The SafeZone system allows security or first aid personnel to pinpoint the location where help is needed. It also provides students and staff with a way of summoning general assistance swiftly from the Security Services help desk through a simple tap of an on-screen button.
Nearly 20,000 students and staff will be able to access three main features using SafeZone -- emergency, first aid and general help. Emergency and first aid options will bring security or first aid officers to the location of the call, while the general help button connects directly to the Campus Services Helpdesk. The SafeZone system will also help the University send targeted notification messages to students and staff in the event of an incident in particular areas or buildings on campus.
Security staff across campus have put SafeZone through exhaustive trials for more than a month and the University will stage a series of roadshows this week to explain how students and staff can sign up for the app. SafeZone works within designated zones covering Heslington West, Heslington East, the King's Manor and the University Boathouse.
Denis Fowler, the University's Director of Health and Safety said: "Our campus is already very safe but SafeZone gives students and staff extra reassurance that assistance is no more than the touch of a button away.
"The system allows us to monitor the positions of security personnel and first aiders so we can deploy them swiftly and efficiently to provide assistance and support where necessary. Previously, in the event of an emergency many students automatically called 999 but SafeZone provides a more targeted method of summoning assistance on campus."
The University has worked with the developers of SafeZone, Australian company CriticalArc, to introduce the system.
Darren Chalmers-Stevens, EMEA Director, CriticalArc, said: "SafeZone's adoption at the University of York is testament to how it can revolutionise the way education institutions manage their day-to-day security and safety operations, while ensuring a safer learning environment.

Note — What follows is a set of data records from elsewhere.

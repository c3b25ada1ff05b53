use std::sync::atomic::{AtomicUsize, Ordering};

use async_trait::async_trait;
use solana_sdk::{
    program_pack::Pack,
    pubkey::Pubkey,
    signature::{Keypair, Signer},
    transaction::TransactionError,
};
use storefront::{
    errors::MetadataError,
    minting::{mint_assets, AssetMinter, MintedAsset, TokenMetadataMinter},
    token_account::{provision, provision_vault, TokenAccountOwner},
    Deadline, StorefrontError,
};
use storefront_client::rpc::{RpcConnection, RpcError};
use storefront_program_test::LedgerSimulator;
use storefront_sdk::address::find_vault_owner_address;

use test_utils::*;

async fn minted_asset(rpc: &mut LedgerSimulator, payer: &Keypair) -> MintedAsset {
    TokenMetadataMinter::default()
        .create(
            rpc,
            payer,
            "https://arweave.net/dog0",
            "Dog #0",
            500,
            &deadline(),
        )
        .await
        .unwrap()
}

#[tokio::test]
async fn test_provision_owner_variants() {
    init();
    let mut rpc = LedgerSimulator::default();
    let payer = funded_payer(&mut rpc, 2).await;
    let asset = minted_asset(&mut rpc, &payer).await;

    let authority = Pubkey::new_unique();
    for owner in [TokenAccountOwner::Payer, TokenAccountOwner::Authority(authority)] {
        let accounts_before = rpc.account_count();
        let account = Keypair::new();
        provision(&mut rpc, &payer, &account, &asset.mint, owner, &deadline())
            .await
            .unwrap();

        assert_eq!(rpc.account_count(), accounts_before + 1);
        let token_account = rpc.token_account(&account.pubkey()).unwrap();
        assert_eq!(token_account.owner, owner.resolve(&payer.pubkey()));
        assert_eq!(token_account.mint, asset.mint);
        assert_eq!(token_account.amount, 0);
        let lamports = rpc.account(&account.pubkey()).unwrap().lamports;
        assert_eq!(
            lamports,
            rpc.get_minimum_balance_for_rent_exemption(spl_token::state::Account::LEN)
                .await
                .unwrap()
        );
    }
}

#[tokio::test]
async fn test_provision_randomized_owners() {
    init();
    let mut rpc = LedgerSimulator::default();
    let payer = funded_payer(&mut rpc, 2).await;
    let asset = minted_asset(&mut rpc, &payer).await;

    for _ in 0..5 {
        let owner = Pubkey::new_from_array(rand::random::<[u8; 32]>());
        let account = Keypair::new();
        provision(
            &mut rpc,
            &payer,
            &account,
            &asset.mint,
            TokenAccountOwner::Authority(owner),
            &deadline(),
        )
        .await
        .unwrap();
        assert_eq!(rpc.token_account(&account.pubkey()).unwrap().owner, owner);
    }
}

#[tokio::test]
async fn test_provision_vault_owner_is_derived() {
    init();
    let mut rpc = LedgerSimulator::default();
    let payer = funded_payer(&mut rpc, 2).await;
    let asset = minted_asset(&mut rpc, &payer).await;
    let store = Pubkey::new_unique();

    let vault = provision_vault(&mut rpc, &payer, &asset.mint, &store, &deadline())
        .await
        .unwrap();
    let expected = find_vault_owner_address(&asset.mint, &store).unwrap();
    assert_eq!(vault.owner(), expected);
    assert_eq!(vault.store(), store);
    assert_eq!(
        rpc.token_account(&vault.address()).unwrap().owner,
        expected.address
    );
}

#[tokio::test]
async fn test_provision_existing_account_fails() {
    init();
    let mut rpc = LedgerSimulator::default();
    let payer = funded_payer(&mut rpc, 2).await;
    let asset = minted_asset(&mut rpc, &payer).await;
    let account = Keypair::new();
    provision(
        &mut rpc,
        &payer,
        &account,
        &asset.mint,
        TokenAccountOwner::Payer,
        &deadline(),
    )
    .await
    .unwrap();

    let accounts_before = rpc.account_count();
    let result = provision(
        &mut rpc,
        &payer,
        &account,
        &asset.mint,
        TokenAccountOwner::Payer,
        &deadline(),
    )
    .await;
    assert!(matches!(
        result.unwrap_err().transaction_error(),
        Some(TransactionError::InstructionError(0, _))
    ));
    assert_eq!(rpc.account_count(), accounts_before);
}

#[tokio::test]
async fn test_provision_with_unfunded_payer_fails() {
    init();
    let mut rpc = LedgerSimulator::default();
    let payer = funded_payer(&mut rpc, 2).await;
    let asset = minted_asset(&mut rpc, &payer).await;

    let broke = Keypair::new();
    let result = provision(
        &mut rpc,
        &broke,
        &Keypair::new(),
        &asset.mint,
        TokenAccountOwner::Payer,
        &deadline(),
    )
    .await;
    assert_eq!(
        result.unwrap_err().transaction_error(),
        Some(&TransactionError::AccountNotFound)
    );
}

#[tokio::test]
async fn test_mint_assets_in_order() {
    init();
    let mut rpc = LedgerSimulator::default();
    let payer = funded_payer(&mut rpc, 2).await;
    let metadata = sample_metadata();

    let assets = mint_assets(
        &mut rpc,
        &TokenMetadataMinter::default(),
        &payer,
        &metadata,
        500,
        &deadline(),
    )
    .await
    .unwrap();
    assert_eq!(assets.len(), metadata.len());
    for (asset, descriptor) in assets.iter().zip(metadata.iter()) {
        assert_eq!(asset.name, descriptor.name);
        let mint = rpc.mint(&asset.mint).unwrap();
        assert_eq!(mint.supply, 1);
        assert_eq!(mint.decimals, 0);
        assert_eq!(mint.mint_authority.unwrap(), asset.master_edition);
        assert_eq!(rpc.token_account(&asset.token).unwrap().amount, 1);
        assert!(rpc.account(&asset.metadata).is_some());
    }
}

#[tokio::test]
async fn test_mint_assets_invalid_descriptor_mints_nothing() {
    init();
    let mut rpc = LedgerSimulator::default();
    let payer = funded_payer(&mut rpc, 2).await;
    let metadata = vec![
        descriptor("Dog #0", Some("https://arweave.net/dog0")),
        descriptor("Dog #1", Some("https://arweave.net/dog1")),
        descriptor("Dog #2", None),
    ];

    let result = mint_assets(
        &mut rpc,
        &TokenMetadataMinter::default(),
        &payer,
        &metadata,
        500,
        &deadline(),
    )
    .await;
    assert!(matches!(
        result,
        Err(StorefrontError::Metadata(
            MetadataError::MissingFileReference { index: 2, .. }
        ))
    ));
    assert_eq!(rpc.transaction_count(), 0);
}

/// Mints until `fail_at`, then reports a rejected submission.
struct FlakyMinter {
    inner: TokenMetadataMinter,
    calls: AtomicUsize,
    fail_at: usize,
}

#[async_trait]
impl AssetMinter<LedgerSimulator> for FlakyMinter {
    async fn create(
        &self,
        rpc: &mut LedgerSimulator,
        payer: &Keypair,
        uri: &str,
        name: &str,
        seller_fee_basis_points: u16,
        deadline: &Deadline,
    ) -> Result<MintedAsset, StorefrontError> {
        if self.calls.fetch_add(1, Ordering::SeqCst) == self.fail_at {
            return Err(RpcError::from(TransactionError::BlockhashNotFound).into());
        }
        self.inner
            .create(rpc, payer, uri, name, seller_fee_basis_points, deadline)
            .await
    }
}

#[tokio::test]
async fn test_mint_assets_failure_aborts_step() {
    init();
    let mut rpc = LedgerSimulator::default();
    let payer = funded_payer(&mut rpc, 2).await;
    let minter = FlakyMinter {
        inner: TokenMetadataMinter::default(),
        calls: AtomicUsize::new(0),
        fail_at: 1,
    };

    let result = mint_assets(&mut rpc, &minter, &payer, &sample_metadata(), 500, &deadline()).await;
    assert_eq!(
        result.unwrap_err().transaction_error(),
        Some(&TransactionError::BlockhashNotFound)
    );
    // The third descriptor is never attempted.
    assert_eq!(minter.calls.load(Ordering::SeqCst), 2);
}
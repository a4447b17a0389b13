//! HTML page extraction: turn one fetched page into blocks, image
//! references and outbound links.
//!
//! Only the page's main content area is read. Within it, headings become
//! bold blocks sized by level (`h1` = 24 down to `h6` = 9), while paragraphs,
//! lists and blockquotes become body blocks at size 12. Text blocks and images
//! share one running position counter so the image associator can place each
//! image relative to the surrounding text.

use once_cell::sync::Lazy;
use regex::Regex;
use scraper::{ElementRef, Html, Node, Selector};
use std::collections::HashSet;
use url::Url;

use super::urls::{resolve_link, same_domain};
use crate::model::Block;
use crate::pipeline::clean::{clean_text, squash_whitespace};

/// Size given to paragraphs, lists and blockquotes.
pub const BODY_SIZE: f64 = 12.0;

/// Texts shorter than this many characters are dropped.
pub const MIN_TEXT_CHARS: usize = 3;

const SKIPPED_TAGS: &[&str] = &["script", "style", "nav", "header", "footer", "aside", "noscript", "template"];

static MAIN_CANDIDATES: Lazy<Vec<Selector>> = Lazy::new(|| {
    ["main", "article", "[role=main]"]
        .iter()
        .filter_map(|s| Selector::parse(s).ok())
        .collect()
});
static DIV: Lazy<Selector> = Lazy::new(|| Selector::parse("div").unwrap());
static BODY: Lazy<Selector> = Lazy::new(|| Selector::parse("body").unwrap());
static TITLE: Lazy<Selector> = Lazy::new(|| Selector::parse("title").unwrap());
static ANCHOR: Lazy<Selector> = Lazy::new(|| Selector::parse("a[href]").unwrap());
static RE_CONTENT_HINT: Lazy<Regex> =
    Lazy::new(|| Regex::new(r"(?i)(content|main|article|post)").unwrap());

/// An image referenced by a page, at its place in the text flow.
#[derive(Debug, Clone, PartialEq)]
pub struct ImageRef {
    pub url: Url,
    pub position_key: f64,
}

/// Everything extracted from one HTML page.
#[derive(Debug, Clone, Default)]
pub struct PageContent {
    pub title: String,
    pub blocks: Vec<Block>,
    pub images: Vec<ImageRef>,
    pub links: Vec<Url>,
}

/// Options controlling link extraction.
#[derive(Debug, Clone, Copy)]
pub struct LinkPolicy<'a> {
    /// Collect links at all (false at max depth).
    pub collect: bool,
    /// When set, only links on this URL's host and port are kept.
    pub restrict_to: Option<&'a Url>,
}

/// Extract blocks, images and links from `html` fetched from `page_url`.
pub fn extract_page(html: &str, page_url: &Url, page_index: usize, links: LinkPolicy<'_>) -> PageContent {
    let document = Html::parse_document(html);
    let title = page_title(&document, page_url);

    let mut walker = Walker {
        base: page_url,
        page_index,
        position: 0,
        blocks: Vec::new(),
        images: Vec::new(),
        seen_images: HashSet::new(),
    };
    let root = main_content(&document);
    walker.walk_children(root);

    let links = if links.collect {
        extract_links(root, page_url, links.restrict_to)
    } else {
        Vec::new()
    };

    PageContent {
        title,
        blocks: walker.blocks,
        images: walker.images,
        links,
    }
}

/// `<title>` text, else the URL path, else the host.
pub fn page_title(document: &Html, page_url: &Url) -> String {
    let from_tag = document
        .select(&TITLE)
        .next()
        .map(|t| squash_whitespace(&t.text().collect::<String>()))
        .filter(|t| !t.is_empty());
    if let Some(title) = from_tag {
        return title;
    }
    let path = page_url.path();
    if path.is_empty() || path == "/" {
        page_url.host_str().unwrap_or("/").to_string()
    } else {
        path.to_string()
    }
}

fn main_content(document: &Html) -> ElementRef<'_> {
    for selector in MAIN_CANDIDATES.iter() {
        if let Some(el) = document.select(selector).find(|el| !inside_skipped(el)) {
            return el;
        }
    }
    let hinted = document.select(&DIV).find(|div| {
        let v = div.value();
        !inside_skipped(div)
            && (v.attr("class").is_some_and(|c| RE_CONTENT_HINT.is_match(c))
                || v.attr("id").is_some_and(|id| RE_CONTENT_HINT.is_match(id)))
    });
    if let Some(div) = hinted {
        return div;
    }
    document
        .select(&BODY)
        .next()
        .unwrap_or_else(|| document.root_element())
}

fn inside_skipped(el: &ElementRef<'_>) -> bool {
    el.ancestors()
        .filter_map(ElementRef::wrap)
        .any(|a| SKIPPED_TAGS.contains(&a.value().name()))
}

fn extract_links(root: ElementRef<'_>, base: &Url, restrict_to: Option<&Url>) -> Vec<Url> {
    let mut seen = HashSet::new();
    let mut out = Vec::new();
    for a in root.select(&ANCHOR) {
        if inside_skipped(&a) {
            continue;
        }
        let Some(href) = a.value().attr("href") else {
            continue;
        };
        let Some(url) = resolve_link(base, href) else {
            continue;
        };
        if restrict_to.is_some_and(|start| !same_domain(start, &url)) {
            continue;
        }
        let key = super::urls::normalize_url(&url);
        if seen.insert(key) {
            out.push(url);
        }
    }
    out
}

struct Walker<'u> {
    base: &'u Url,
    page_index: usize,
    position: usize,
    blocks: Vec<Block>,
    images: Vec<ImageRef>,
    seen_images: HashSet<String>,
}

impl Walker<'_> {
    fn walk_children(&mut self, el: ElementRef<'_>) {
        for child in el.children() {
            if let Some(el) = ElementRef::wrap(child) {
                self.visit(el);
            }
        }
    }

    fn visit(&mut self, el: ElementRef<'_>) {
        let name = el.value().name();
        if SKIPPED_TAGS.contains(&name) {
            return;
        }
        match name {
            "h1" | "h2" | "h3" | "h4" | "h5" | "h6" => {
                let level = f64::from(name.as_bytes()[1] - b'0');
                let text = squash_whitespace(&el.text().collect::<String>());
                self.push_text(text, 24.0 - (level - 1.0) * 3.0, true);
                self.collect_images(el);
            }
            "p" => {
                let text = clean_text(&inline_text(el));
                self.push_text(text, BODY_SIZE, false);
                self.collect_images(el);
            }
            "ul" | "ol" => {
                let ordered = name == "ol";
                let lines: Vec<String> = el
                    .children()
                    .filter_map(ElementRef::wrap)
                    .filter(|li| li.value().name() == "li")
                    .map(|li| squash_whitespace(&li.text().collect::<String>()))
                    .filter(|t| !t.is_empty())
                    .enumerate()
                    .map(|(i, t)| {
                        if ordered {
                            format!("{}. {}", i + 1, t)
                        } else {
                            format!("- {}", t)
                        }
                    })
                    .collect();
                self.push_text(lines.join("\n"), BODY_SIZE, false);
                self.collect_images(el);
            }
            "blockquote" => {
                let text = squash_whitespace(&el.text().collect::<String>());
                if text.chars().count() >= MIN_TEXT_CHARS {
                    self.push_text(format!("> {}", text), BODY_SIZE, false);
                }
                self.collect_images(el);
            }
            "img" => self.push_image(el),
            _ => self.walk_children(el),
        }
    }

    fn push_text(&mut self, text: String, size: f64, bold: bool) {
        if text.chars().count() < MIN_TEXT_CHARS {
            return;
        }
        self.blocks.push(Block::text(
            text,
            size,
            bold,
            self.page_index,
            self.position as f64,
        ));
        self.position += 1;
    }

    fn collect_images(&mut self, el: ElementRef<'_>) {
        for node in el.descendants() {
            if let Some(img) = ElementRef::wrap(node) {
                if img.value().name() == "img" {
                    self.push_image(img);
                }
            }
        }
    }

    fn push_image(&mut self, img: ElementRef<'_>) {
        let v = img.value();
        let Some(src) = v
            .attr("src")
            .filter(|s| !s.trim().is_empty())
            .or_else(|| v.attr("data-src"))
        else {
            return;
        };
        let src = src.trim();
        if src.to_ascii_lowercase().starts_with("data:") {
            return;
        }
        let Ok(url) = self.base.join(src) else {
            return;
        };
        if !matches!(url.scheme(), "http" | "https") || url.path().to_ascii_lowercase().ends_with(".svg") {
            return;
        }
        if !self.seen_images.insert(url.as_str().to_string()) {
            return;
        }
        self.blocks.push(Block::image(
            url.as_str(),
            self.page_index,
            self.position as f64,
        ));
        self.images.push(ImageRef {
            url,
            position_key: self.position as f64,
        });
        self.position += 1;
    }
}

/// Paragraph text with `<br>` kept as line breaks.
fn inline_text(el: ElementRef<'_>) -> String {
    let mut out = String::new();
    for node in el.descendants() {
        match node.value() {
            Node::Text(t) => out.push_str(&t.replace('\n', " ")),
            Node::Element(e) if e.name() == "br" => out.push('\n'),
            _ => {}
        }
    }
    out.lines()
        .map(|l| l.split_whitespace().collect::<Vec<_>>().join(" "))
        .collect::<Vec<_>>()
        .join("\n")
}

#[cfg(test)]
mod tests {
    use super::*;
    use crate::model::BlockKind;

    fn page() -> Url {
        Url::parse("https://cafe.test/menu/").unwrap()
    }

    fn extract(html: &str) -> PageContent {
        extract_page(
            html,
            &page(),
            0,
            LinkPolicy {
                collect: true,
                restrict_to: Some(&page()),
            },
        )
    }

    fn texts(content: &PageContent) -> Vec<&str> {
        content
            .blocks
            .iter()
            .filter(|b| b.kind == BlockKind::Text)
            .map(|b| b.text_str())
            .collect()
    }

    #[test]
    fn headings_and_body_sizes() {
        let c = extract(
            "<html><body><h1>Our Menu</h1><p>Fresh every day.</p><h3>Drinks</h3><p>Coffee and tea.</p></body></html>",
        );
        let sizes: Vec<f64> = c.blocks.iter().map(|b| b.font_size).collect();
        assert_eq!(sizes, vec![24.0, 12.0, 18.0, 12.0]);
        assert!(c.blocks[0].is_bold);
        assert!(!c.blocks[1].is_bold);
    }

    #[test]
    fn main_content_wins_over_body() {
        let c = extract(
            "<body><p>Outside text</p><main><p>Inside text</p></main></body>",
        );
        assert_eq!(texts(&c), vec!["Inside text"]);
    }

    #[test]
    fn content_div_is_detected() {
        let c = extract(
            r#"<body><div class="sidebar"><p>Ads here</p></div><div id="post-body"><p>Story text</p></div></body>"#,
        );
        assert_eq!(texts(&c), vec!["Story text"]);
    }

    #[test]
    fn chrome_elements_are_skipped() {
        let c = extract(
            "<body><nav><p>Home About</p></nav><header><h1>Site</h1></header><p>Real content</p><footer><p>Copyright</p></footer><script>var x = 1;</script></body>",
        );
        assert_eq!(texts(&c), vec!["Real content"]);
    }

    #[test]
    fn lists_and_quotes_are_rendered() {
        let c = extract(
            "<body><ul><li>Espresso</li><li>Latte</li></ul><ol><li>Grind</li><li>Brew</li></ol><blockquote>Best in town</blockquote></body>",
        );
        assert_eq!(
            texts(&c),
            vec!["- Espresso\n- Latte", "1. Grind\n2. Brew", "> Best in town"]
        );
    }

    #[test]
    fn short_texts_are_dropped() {
        let c = extract("<body><p>Hi</p><p>Hello</p></body>");
        assert_eq!(texts(&c), vec!["Hello"]);
    }

    #[test]
    fn images_share_the_position_counter() {
        let c = extract(
            r#"<body><h2>Cakes</h2><img src="/img/cake.jpg"><p>Chocolate cake.</p><img data-src="tart.png"></body>"#,
        );
        assert_eq!(c.images.len(), 2);
        assert_eq!(c.images[0].url.as_str(), "https://cafe.test/img/cake.jpg");
        assert_eq!(c.images[0].position_key, 1.0);
        assert_eq!(c.images[1].url.as_str(), "https://cafe.test/menu/tart.png");
        assert_eq!(c.images[1].position_key, 3.0);
        assert_eq!(c.blocks[2].position_key, 2.0);
    }

    #[test]
    fn images_inside_paragraphs_follow_the_text() {
        let c = extract(r#"<body><p>Our terrace <img src="/t.jpg"></p></body>"#);
        assert_eq!(texts(&c), vec!["Our terrace"]);
        assert_eq!(c.images[0].position_key, 1.0);
    }

    #[test]
    fn data_svg_and_duplicate_images_are_skipped() {
        let c = extract(
            r#"<body><img src="data:image/png;base64,AAAA"><img src="/logo.svg"><img src="/a.jpg"><img src="/a.jpg"></body>"#,
        );
        assert_eq!(c.images.len(), 1);
    }

    #[test]
    fn links_are_filtered_and_deduplicated() {
        let c = extract(
            r##"<body>
                <a href="/about">About</a>
                <a href="/about/#team">Team</a>
                <a href="#top">Top</a>
                <a href="mailto:hi@cafe.test">Mail</a>
                <a href="https://other.test/">Other</a>
                <a href="specials">Specials</a>
            </body>"##,
        );
        let links: Vec<&str> = c.links.iter().map(Url::as_str).collect();
        assert_eq!(
            links,
            vec!["https://cafe.test/about", "https://cafe.test/menu/specials"]
        );
    }

    #[test]
    fn cross_domain_links_kept_when_unrestricted() {
        let c = extract_page(
            r#"<body><a href="https://other.test/x">x</a></body>"#,
            &page(),
            0,
            LinkPolicy {
                collect: true,
                restrict_to: None,
            },
        );
        assert_eq!(c.links.len(), 1);
    }

    #[test]
    fn no_links_when_not_collecting() {
        let c = extract_page(
            r#"<body><a href="/about">About</a></body>"#,
            &page(),
            0,
            LinkPolicy {
                collect: false,
                restrict_to: None,
            },
        );
        assert!(c.links.is_empty());
    }

    #[test]
    fn title_falls_back_to_path() {
        let c = extract("<html><head><title>  Café   Menu </title></head><body></body></html>");
        assert_eq!(c.title, "Café Menu");
        let untitled = extract("<body><p>Body text</p></body>");
        assert_eq!(untitled.title, "/menu/");
    }

    #[test]
    fn paragraph_line_breaks_survive() {
        let c = extract("<body><p>Open daily<br>8am to 6pm</p></body>");
        assert_eq!(texts(&c), vec!["Open daily\n8am to 6pm"]);
    }
}
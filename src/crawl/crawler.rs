//! Bounded breadth-first harvester.
//!
//! ```text
//! start URL ──▶ pre-flight ──▶ BFS page loop ──▶ CrawlOutcome
//!               (blocked?      (robots, pacing,
//!                robots?)       fetch, extract)
//! ```
//!
//! Pages are fetched by a single logical worker, one at a time, in
//! breadth-first order. The loop stops when the page budget is reached, the
//! frontier drains, or the cancel flag is raised; in every case the pages
//! collected so far are kept.

use std::sync::atomic::Ordering;
use std::sync::Arc;
use tracing::{debug, info, warn};
use url::Url;

use super::frontier::Frontier;
use super::html::{extract_page, ImageRef, LinkPolicy};
use super::http::{HttpClient, ReqwestClient};
use super::limiter::RateLimiter;
use super::robots::RobotsCache;
use super::urls::{is_blocked_domain, origin};
use crate::config::CrawlConfig;
use crate::error::{Diagnostic, HarvestError};
use crate::model::Block;
use crate::output::RunReport;
use crate::progress::{HarvestProgressCallback, NoopProgressCallback};

/// One successfully harvested page.
#[derive(Debug, Clone)]
pub struct CrawledPage {
    pub url: Url,
    pub depth: usize,
    pub title: String,
    /// Blocks with `page_index` set to this page's index in crawl order.
    pub blocks: Vec<Block>,
    pub images: Vec<ImageRef>,
}

/// Pages in crawl order plus the page-phase part of the run report.
#[derive(Debug, Clone, Default)]
pub struct CrawlOutcome {
    pub pages: Vec<CrawledPage>,
    pub report: RunReport,
}

/// Harvester state shared by the page loop and the image phase.
pub struct Crawler {
    config: CrawlConfig,
    client: Arc<dyn HttpClient>,
    limiter: Arc<RateLimiter>,
    robots: RobotsCache,
    progress: Arc<dyn HarvestProgressCallback>,
}

impl Crawler {
    /// Build a crawler, constructing a [`ReqwestClient`] unless one was injected.
    pub fn new(config: CrawlConfig) -> Result<Self, HarvestError> {
        let client: Arc<dyn HttpClient> = match &config.client {
            Some(client) => Arc::clone(client),
            None => Arc::new(
                ReqwestClient::new(&config.user_agent, config.request_timeout_secs)
                    .map_err(|e| HarvestError::Internal(format!("HTTP client: {}", e)))?,
            ),
        };
        let progress: Arc<dyn HarvestProgressCallback> = config
            .progress_callback
            .clone()
            .unwrap_or_else(|| Arc::new(NoopProgressCallback));
        Ok(Self {
            limiter: Arc::new(RateLimiter::new(config.delay)),
            robots: RobotsCache::new(config.user_agent.clone()),
            client,
            progress,
            config,
        })
    }

    pub fn config(&self) -> &CrawlConfig {
        &self.config
    }

    pub fn client(&self) -> &Arc<dyn HttpClient> {
        &self.client
    }

    pub fn limiter(&self) -> &Arc<RateLimiter> {
        &self.limiter
    }

    pub fn progress(&self) -> &Arc<dyn HarvestProgressCallback> {
        &self.progress
    }

    /// Fatal checks on the start URL: blocked platform, then robots.txt.
    pub async fn preflight(&self, start: &Url) -> Result<(), HarvestError> {
        let host = start.host_str().unwrap_or_default();
        if is_blocked_domain(host) {
            return Err(HarvestError::BlockedDomain {
                domain: host.to_string(),
            });
        }
        if !self
            .robots
            .is_allowed(start, self.client.as_ref(), &self.limiter)
            .await
        {
            return Err(HarvestError::RobotsDisallowed {
                url: start.to_string(),
            });
        }
        Ok(())
    }

    /// Run the pre-flight and the breadth-first page loop.
    pub async fn crawl(&self, start: &Url) -> Result<CrawlOutcome, HarvestError> {
        self.preflight(start).await?;

        let cfg = &self.config;
        info!(
            "Starting crawl: {} (max depth {}, max pages {}, same domain only: {})",
            start, cfg.max_depth, cfg.max_pages, cfg.same_domain_only
        );
        self.progress.on_crawl_start(start.as_str(), cfg.max_pages);

        let frontier = Frontier::new();
        frontier.push(start.clone(), 0);
        let mut outcome = CrawlOutcome::default();

        while outcome.pages.len() < cfg.max_pages {
            if cfg.cancel.load(Ordering::SeqCst) {
                warn!("Crawl cancelled after {} pages", outcome.pages.len());
                outcome.report.cancelled = true;
                outcome.report.push(Diagnostic::Cancelled {
                    pages: outcome.pages.len(),
                });
                break;
            }
            let Some(task) = frontier.pop() else {
                break;
            };
            if frontier.is_visited(&task.key) || task.depth > cfg.max_depth {
                continue;
            }

            if !self
                .robots
                .is_allowed(&task.url, self.client.as_ref(), &self.limiter)
                .await
            {
                frontier.mark_visited(&task.key);
                self.skip(&mut outcome.report, Diagnostic::RobotsBlocked {
                    url: task.url.to_string(),
                });
                continue;
            }

            let result = self.fetch_page(&task.url, task.depth, outcome.pages.len(), start).await;
            frontier.mark_visited(&task.key);

            match result {
                Ok((page, links)) => {
                    outcome.pages.push(page);
                    outcome.report.stats.pages_scraped += 1;
                    info!("[{}/{}] Scraped: {}", outcome.pages.len(), cfg.max_pages, task.url);
                    self.progress
                        .on_page_scraped(task.url.as_str(), outcome.pages.len(), cfg.max_pages);

                    let mut queued = 0;
                    for link in links {
                        if frontier.push(link, task.depth + 1) {
                            queued += 1;
                        }
                    }
                    debug!("Queued {} new links from {}", queued, task.url);
                }
                Err(diagnostic) => self.skip(&mut outcome.report, diagnostic),
            }
        }

        info!(
            "Crawl complete: {} pages scraped, {} skipped",
            outcome.report.stats.pages_scraped, outcome.report.stats.pages_skipped
        );
        Ok(outcome)
    }

    fn skip(&self, report: &mut RunReport, diagnostic: Diagnostic) {
        let (url, reason) = match &diagnostic {
            Diagnostic::RobotsBlocked { url } => (url.as_str(), "disallowed by robots.txt".to_string()),
            Diagnostic::PageFetchFailed { url, detail } | Diagnostic::PageUnreadable { url, detail } => {
                (url.as_str(), detail.clone())
            }
            _ => ("", diagnostic.to_string()),
        };
        warn!("{}", diagnostic);
        self.progress.on_page_skipped(url, &reason);
        report.stats.pages_skipped += 1;
        report.push(diagnostic);
    }

    async fn fetch_page(
        &self,
        url: &Url,
        depth: usize,
        page_index: usize,
        start: &Url,
    ) -> Result<(CrawledPage, Vec<Url>), Diagnostic> {
        self.limiter.acquire(&origin(url)).await;

        let response = self
            .client
            .get(url.as_str(), Some(self.config.max_page_bytes))
            .await
            .map_err(|e| Diagnostic::PageFetchFailed {
                url: url.to_string(),
                detail: e.to_string(),
            })?;

        if !response.is_success() {
            return Err(Diagnostic::PageFetchFailed {
                url: url.to_string(),
                detail: format!("HTTP {}", response.status),
            });
        }
        if !response.is_html() {
            return Err(Diagnostic::PageUnreadable {
                url: url.to_string(),
                detail: format!(
                    "unsupported content type {}",
                    response.header("content-type").unwrap_or("unknown")
                ),
            });
        }

        let html = String::from_utf8_lossy(&response.body);
        let policy = LinkPolicy {
            collect: depth < self.config.max_depth,
            restrict_to: self.config.same_domain_only.then_some(start),
        };
        let content = extract_page(&html, url, page_index, policy);
        debug!(
            "{}: {} blocks, {} images, {} links",
            url,
            content.blocks.len(),
            content.images.len(),
            content.links.len()
        );

        Ok((
            CrawledPage {
                url: url.clone(),
                depth,
                title: content.title,
                blocks: content.blocks,
                images: content.images,
            },
            content.links,
        ))
    }
}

"SafeZone provides security teams and first responders with the right information quickly, to improve their ability to react to situations efficiently and appropriately. By providing an unobtrusive security application versus traditional physical security equipment, we're empowering the University to mitigate risk and improve brand reputation through enhanced duty of care, while gaining significant efficiencies through the improved deployment of manned response teams."